A key concept is the host/guest relationship: a WASM module (the guest) cannot do anything on its own. It has no access to the filesystem, network, or even standard output unless the host explicitly provides those capabilities as imports. This strong isolation is both a security feature and a portability mechanism.
Two standards define how a host can expose capabilities to a WASM guest:
WASI (WebAssembly System Interface): a portable, OS-like API covering file I/O, clocks, random numbers, etc. A WASM module compiled for WASI can run in any WASI-compatible runtime.
Emscripten ABI: a browser-oriented convention where a JavaScript glue layer provides emulated POSIX APIs (memory allocation, stdio, pthreads, …) to the WASM guest.
Two toolchains, two target environments¶
Both Zig and Emscripten (emcc) can compile C code to .wasm files, and both use LLVM/Clang under the hood. The difference is not the output format but the runtime environment they target.
Zig — for libspy.wasm (loaded by the interpreter)¶
Zig ships a self-contained C cross-compiler (zig cc) that requires no external toolchain installation. It can target bare WASM (wasm32-freestanding) or WASI (wasm32-wasi), producing a lean WASM module with only the imports that the host explicitly declares.
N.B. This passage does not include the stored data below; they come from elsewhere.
//! Prometheus metrics for observability.
//!
//! This module provides metrics for monitoring the help-desk server:
//! - HTTP request metrics (latency, counts, errors)
//! - Ticket status transitions and creations
//! - Requester notification outcomes
//! - Ticket counts by status and lost audit events (collected when scraped)

use once_cell::sync::Lazy;
use prometheus::{
    self, Encoder, HistogramOpts, HistogramVec, IntCounter, IntCounterVec, IntGauge, IntGaugeVec,
    Opts, Registry, TextEncoder,
};
use regex_lite::Regex;

use helpdesk_core::desk::{StatusTransition, TicketStatus, TopicFilter};
use helpdesk_core::NotificationOutcome;

/// Global metrics registry.
pub static REGISTRY: Lazy<Registry> = Lazy::new(|| {
    let registry = Registry::new();
    register_metrics(&registry);
    registry
});

// =============================================================================
// HTTP Request Metrics
// =============================================================================

/// HTTP request duration in seconds.
pub static HTTP_REQUEST_DURATION: Lazy<HistogramVec> = Lazy::new(|| {
    HistogramVec::new(
        HistogramOpts::new(
            "helpdesk_http_request_duration_seconds",
            "HTTP request duration in seconds",
        )
        .buckets(vec![
            0.001, 0.005, 0.01, 0.025, 0.05, 0.1, 0.25, 0.5, 1.0, 2.5, 5.0,
        ]),
        &["method", "path", "status"],
    )
    .unwrap()
});

/// HTTP requests total count.
pub static HTTP_REQUESTS_TOTAL: Lazy<IntCounterVec> = Lazy::new(|| {
    IntCounterVec::new(
        Opts::new("helpdesk_http_requests_total", "Total HTTP requests"),
        &["method", "path", "status"],
    )
    .unwrap()
});

/// HTTP requests currently in flight.
pub static HTTP_REQUESTS_IN_FLIGHT: Lazy<IntGauge> = Lazy::new(|| {
    IntGauge::new(
        "helpdesk_http_requests_in_flight",
        "Number of HTTP requests currently being processed",
    )
    .unwrap()
});

/// Authentication failures.
pub static AUTH_FAILURES_TOTAL: Lazy<IntCounterVec> = Lazy::new(|| {
    IntCounterVec::new(
        Opts::new(
            "helpdesk_auth_failures_total",
            "Total authentication failures",
        ),
        &["reason"],
    )
    .unwrap()
});

// =============================================================================
// Ticket Metrics
// =============================================================================

/// Tickets by current status (collected dynamically).
pub static TICKETS_BY_STATUS: Lazy<IntGaugeVec> = Lazy::new(|| {
    IntGaugeVec::new(
        Opts::new("helpdesk_tickets_by_status", "Current ticket count by status"),
        &["status"],
    )
    .unwrap()
});

/// Ticket status transitions.
pub static TICKET_STATUS_TRANSITIONS: Lazy<IntCounterVec> = Lazy::new(|| {
    IntCounterVec::new(
        Opts::new(
            "helpdesk_ticket_status_transitions_total",
            "Ticket status transitions",
        ),
        &["from", "to"],
    )
    .unwrap()
});

/// Tickets created total.
pub static TICKETS_CREATED_TOTAL: Lazy<IntCounter> = Lazy::new(|| {
    IntCounter::new(
        "helpdesk_tickets_created_total",
        "Total tickets created since startup",
    )
    .unwrap()
});

/// Requester notifications by result.
pub static NOTIFICATIONS_TOTAL: Lazy<IntCounterVec> = Lazy::new(|| {
    IntCounterVec::new(
        Opts::new(
            "helpdesk_notifications_total",
            "Requester notifications by result",
        ),
        &["result"],
    )
    .unwrap()
});

/// Audit events dropped because the queue was full or closed.
pub static AUDIT_EVENTS_DROPPED: Lazy<IntGauge> = Lazy::new(|| {
    IntGauge::new(
        "helpdesk_audit_events_dropped",
        "Audit events lost since startup",
    )
    .unwrap()
});

// =============================================================================
// Registration
// =============================================================================

fn register_metrics(registry: &Registry) {
    // HTTP
    registry
        .register(Box::new(HTTP_REQUEST_DURATION.clone()))
        .unwrap();
    registry
        .register(Box::new(HTTP_REQUESTS_TOTAL.clone()))
        .unwrap();
    registry
        .register(Box::new(HTTP_REQUESTS_IN_FLIGHT.clone()))
        .unwrap();
    registry
        .register(Box::new(AUTH_FAILURES_TOTAL.clone()))
        .unwrap();

    // Tickets
    registry
        .register(Box::new(TICKETS_BY_STATUS.clone()))
        .unwrap();
    registry
        .register(Box::new(TICKET_STATUS_TRANSITIONS.clone()))
        .unwrap();
    registry
        .register(Box::new(TICKETS_CREATED_TOTAL.clone()))
        .unwrap();
    registry
        .register(Box::new(NOTIFICATIONS_TOTAL.clone()))
        .unwrap();

    // Audit
    registry
        .register(Box::new(AUDIT_EVENTS_DROPPED.clone()))
        .unwrap();
}

/// Count committed status transitions.
pub fn record_transitions<'a>(transitions: impl IntoIterator<Item = &'a StatusTransition>) {
    for transition in transitions {
        TICKET_STATUS_TRANSITIONS
            .with_label_values(&[transition.from.as_str(), transition.to.as_str()])
            .inc();
    }
}

/// Count a created ticket and the outcome of its notification.
pub fn record_ticket_created(notification: NotificationOutcome) {
    TICKETS_CREATED_TOTAL.inc();
    NOTIFICATIONS_TOTAL
        .with_label_values(&[notification.as_str()])
        .inc();
}

/// Encode all metrics as Prometheus text format.
pub fn encode_metrics() -> String {
    let encoder = TextEncoder::new();
    let metric_families = REGISTRY.gather();
    let mut buffer = Vec::new();
    if let Err(e) = encoder.encode(&metric_families, &mut buffer) {
        tracing::error!("Failed to encode metrics: {}", e);
    }
    String::from_utf8(buffer).unwrap_or_default()
}

/// Collect dynamic metrics from current application state.
///
/// Called before encoding so the status gauges reflect the database.
pub fn collect_dynamic_metrics(state: &crate::state::AppState) {
    let store = state.desk().store();
    for status in TicketStatus::ALL {
        let filter = TopicFilter::new().with_status(status);
        match store.count_topics(&filter) {
            Ok(count) => TICKETS_BY_STATUS
                .with_label_values(&[status.as_str()])
                .set(count),
            Err(e) => tracing::warn!(status = %status, error = %e, "Failed to count tickets"),
        }
    }
    AUDIT_EVENTS_DROPPED.set(i64::try_from(state.desk().audit_dropped()).unwrap_or(i64::MAX));
}

static NUMERIC_SEGMENT: Lazy<Regex> = Lazy::new(|| Regex::new(r"/\d+(/|$)").unwrap());

/// Normalize a path for metric labels (replace IDs with placeholders).
pub fn normalize_path(path: &str) -> String {
    // Applied twice so adjacent numeric segments both collapse.
    let once = NUMERIC_SEGMENT.replace_all(path, "/{id}$1");
    NUMERIC_SEGMENT.replace_all(&once, "/{id}$1").to_string()
}

#[cfg(test)]
mod tests {
    use super::*;

    #[test]
    fn test_normalize_path_numeric() {
        assert_eq!(normalize_path("/api/v1/tickets/12345"), "/api/v1/tickets/{id}");
    }

    #[test]
    fn test_normalize_path_numeric_middle() {
        assert_eq!(
            normalize_path("/api/v1/categories/3/docs"),
            "/api/v1/categories/{id}/docs"
        );
        assert_eq!(
            normalize_path("/api/v1/tickets/7/posts"),
            "/api/v1/tickets/{id}/posts"
        );
    }

    #[test]
    fn test_normalize_path_adjacent_ids() {
        assert_eq!(normalize_path("/a/1/2"), "/a/{id}/{id}");
    }

    #[test]
    fn test_normalize_path_no_ids() {
        assert_eq!(normalize_path("/api/v1/health"), "/api/v1/health");
        assert_eq!(normalize_path("/api/v1/tickets/assign"), "/api/v1/tickets/assign");
    }

    #[test]
    fn test_encode_metrics_returns_prometheus_format() {
        HTTP_REQUESTS_TOTAL
            .with_label_values(&["GET", "/test", "200"])
            .inc();

        let output = encode_metrics();
        assert!(output.contains("helpdesk_http_requests_total"));
        assert!(output.contains("# HELP"));
        assert!(output.contains("# TYPE"));
    }

    #[test]
    fn test_record_helpers() {
        record_transitions(&[StatusTransition {
            topic_id: 1,
            from: TicketStatus::Open,
            to: TicketStatus::Pending,
        }]);
        record_ticket_created(NotificationOutcome::Failed);
        TICKETS_BY_STATUS.with_label_values(&["open"]).set(0);

        let output = encode_metrics();
        assert!(output.contains("helpdesk_ticket_status_transitions_total"));
        assert!(output.contains("from=\"open\""));
        assert!(output.contains("helpdesk_tickets_created_total"));
        assert!(output.contains("helpdesk_notifications_total{result=\"failed\"}"));
        assert!(output.contains("helpdesk_tickets_by_status"));
    }
}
This is how libspy is built (make -C spy/libspy). The resulting libspy.wasm is loaded at interpreter startup by the Python process via wasmtime. SPy’s Python code acts as the host and provides the small set of imports that libspy needs: callbacks for debug logging, panic signalling, and turning WASM panics into Python SPyError exceptions. There is no JavaScript involved at any point.
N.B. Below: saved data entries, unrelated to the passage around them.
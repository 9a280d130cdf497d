use super::{SettingValue, SettingsMap};
use crate::error::DeskError;

/// Storage for site settings.
pub trait SettingsStore: Send + Sync {
    fn get(&self, key: &str) -> Result<Option<SettingValue>, DeskError>;

    fn all(&self) -> Result<SettingsMap, DeskError>;

    /// Upsert every entry atomically. Any invalid key rejects the whole batch.
    fn set_many(&self, values: &SettingsMap) -> Result<(), DeskError>;

    /// Insert defaults for keys that have no value yet. Returns how many were added.
    fn ensure_defaults(&self, defaults: &SettingsMap) -> Result<usize, DeskError>;
}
The practical advantage is significant: contributors only need Zig, with no dependency on Emscripten or any browser toolchain.
Emscripten — for compiling SPy programs to run in the browser¶
When a SPy program is compiled with spy build --target emscripten, Emscripten is used instead. Emscripten produces a .wasm file together with a JavaScript glue layer. This glue emulates POSIX APIs in the browser environment, handles memory management, and wires the module into the browser’s event loop.
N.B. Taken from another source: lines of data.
use serde::{Deserialize, Serialize};
use std::net::IpAddr;
use std::path::PathBuf;

/// Root configuration
#[derive(Debug, Clone, Deserialize, Serialize)]
pub struct Config {
    pub auth: AuthConfig,
    #[serde(default)]
    pub server: ServerConfig,
    #[serde(default)]
    pub database: DatabaseConfig,
    #[serde(default)]
    pub mail: MailConfig,
    /// Admin account to create on first start.
    #[serde(default)]
    pub bootstrap: Option<BootstrapConfig>,
}

/// Server configuration
#[derive(Debug, Clone, Deserialize, Serialize)]
pub struct ServerConfig {
    #[serde(default = "default_host")]
    pub host: IpAddr,
    #[serde(default = "default_port")]
    pub port: u16,
}

impl Default for ServerConfig {
    fn default() -> Self {
        Self {
            host: default_host(),
            port: default_port(),
        }
    }
}

fn default_host() -> IpAddr {
    IpAddr::from([0, 0, 0, 0])
}

fn default_port() -> u16 {
    8080
}

/// Authentication configuration
#[derive(Debug, Clone, Deserialize, Serialize)]
pub struct AuthConfig {
    pub method: AuthMethod,
    /// Required when `method = "api_key"`.
    #[serde(default)]
    pub api_key: Option<String>,
    /// Email of the agent that authenticated requests act as.
    /// Falls back to the first admin when unset.
    #[serde(default)]
    pub acting_user_email: Option<String>,
}

#[derive(Debug, Clone, Copy, Deserialize, Serialize, PartialEq, Eq)]
#[serde(rename_all = "snake_case")]
pub enum AuthMethod {
    None,
    ApiKey,
}

impl AuthMethod {
    pub fn as_str(&self) -> &'static str {
        match self {
            AuthMethod::None => "none",
            AuthMethod::ApiKey => "api_key",
        }
    }
}

/// Database configuration
#[derive(Debug, Clone, Deserialize, Serialize)]
pub struct DatabaseConfig {
    #[serde(default = "default_db_path")]
    pub path: PathBuf,
}

impl Default for DatabaseConfig {
    fn default() -> Self {
        Self {
            path: default_db_path(),
        }
    }
}

fn default_db_path() -> PathBuf {
    PathBuf::from("helpdesk.db")
}

/// Outgoing notification configuration
#[derive(Debug, Clone, Deserialize, Serialize)]
pub struct MailConfig {
    /// Sender address for requester notifications
    #[serde(default = "default_mail_from")]
    pub from: String,
}

impl Default for MailConfig {
    fn default() -> Self {
        Self {
            from: default_mail_from(),
        }
    }
}

fn default_mail_from() -> String {
    "support@localhost".to_string()
}

#[derive(Debug, Clone, Deserialize, Serialize)]
pub struct BootstrapConfig {
    pub admin_name: String,
    pub admin_email: String,
}

/// Sanitized config for API responses (secrets redacted)
#[derive(Debug, Clone, Serialize)]
pub struct SanitizedConfig {
    pub auth: SanitizedAuthConfig,
    pub server: ServerConfig,
    pub database: DatabaseConfig,
    pub mail: MailConfig,
    #[serde(skip_serializing_if = "Option::is_none")]
    pub bootstrap: Option<BootstrapConfig>,
}

#[derive(Debug, Clone, Serialize)]
pub struct SanitizedAuthConfig {
    pub method: String,
    pub api_key_configured: bool,
    #[serde(skip_serializing_if = "Option::is_none")]
    pub acting_user_email: Option<String>,
}

impl From<&Config> for SanitizedConfig {
    fn from(config: &Config) -> Self {
        Self {
            auth: SanitizedAuthConfig {
                method: config.auth.method.as_str().to_string(),
                api_key_configured: config
                    .auth
                    .api_key
                    .as_ref()
                    .is_some_and(|k| !k.is_empty()),
                acting_user_email: config.auth.acting_user_email.clone(),
            },
            server: config.server.clone(),
            database: config.database.clone(),
            mail: config.mail.clone(),
            bootstrap: config.bootstrap.clone(),
        }
    }
}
This output is what powers the SPy playground: the compiled SPy program runs as WASM inside the browser, with Emscripten’s JS layer bridging it to browser APIs.
Summary¶
Zig (wasm32-wasi / freestanding) | Emscripten | |
|---|---|---|
| Used for | libspy.wasm — the interpreter’s runtime library | Compiling SPy programs for the browser |
| Host environment | wasmtime inside Python | Browser JavaScript engine |
| JS glue layer | No | Yes |
| External toolchain needed | No — zig cc is self-contained | Yes — emcc must be installed |
| POSIX emulation | No — only explicit host imports | Yes — full emulated libc |
In short: Zig produces the WASM that lives inside the Python interpreter, while Emscripten produces the WASM that lives inside a browser. They look similar from the outside but serve entirely different host environments, which is why SPy uses both.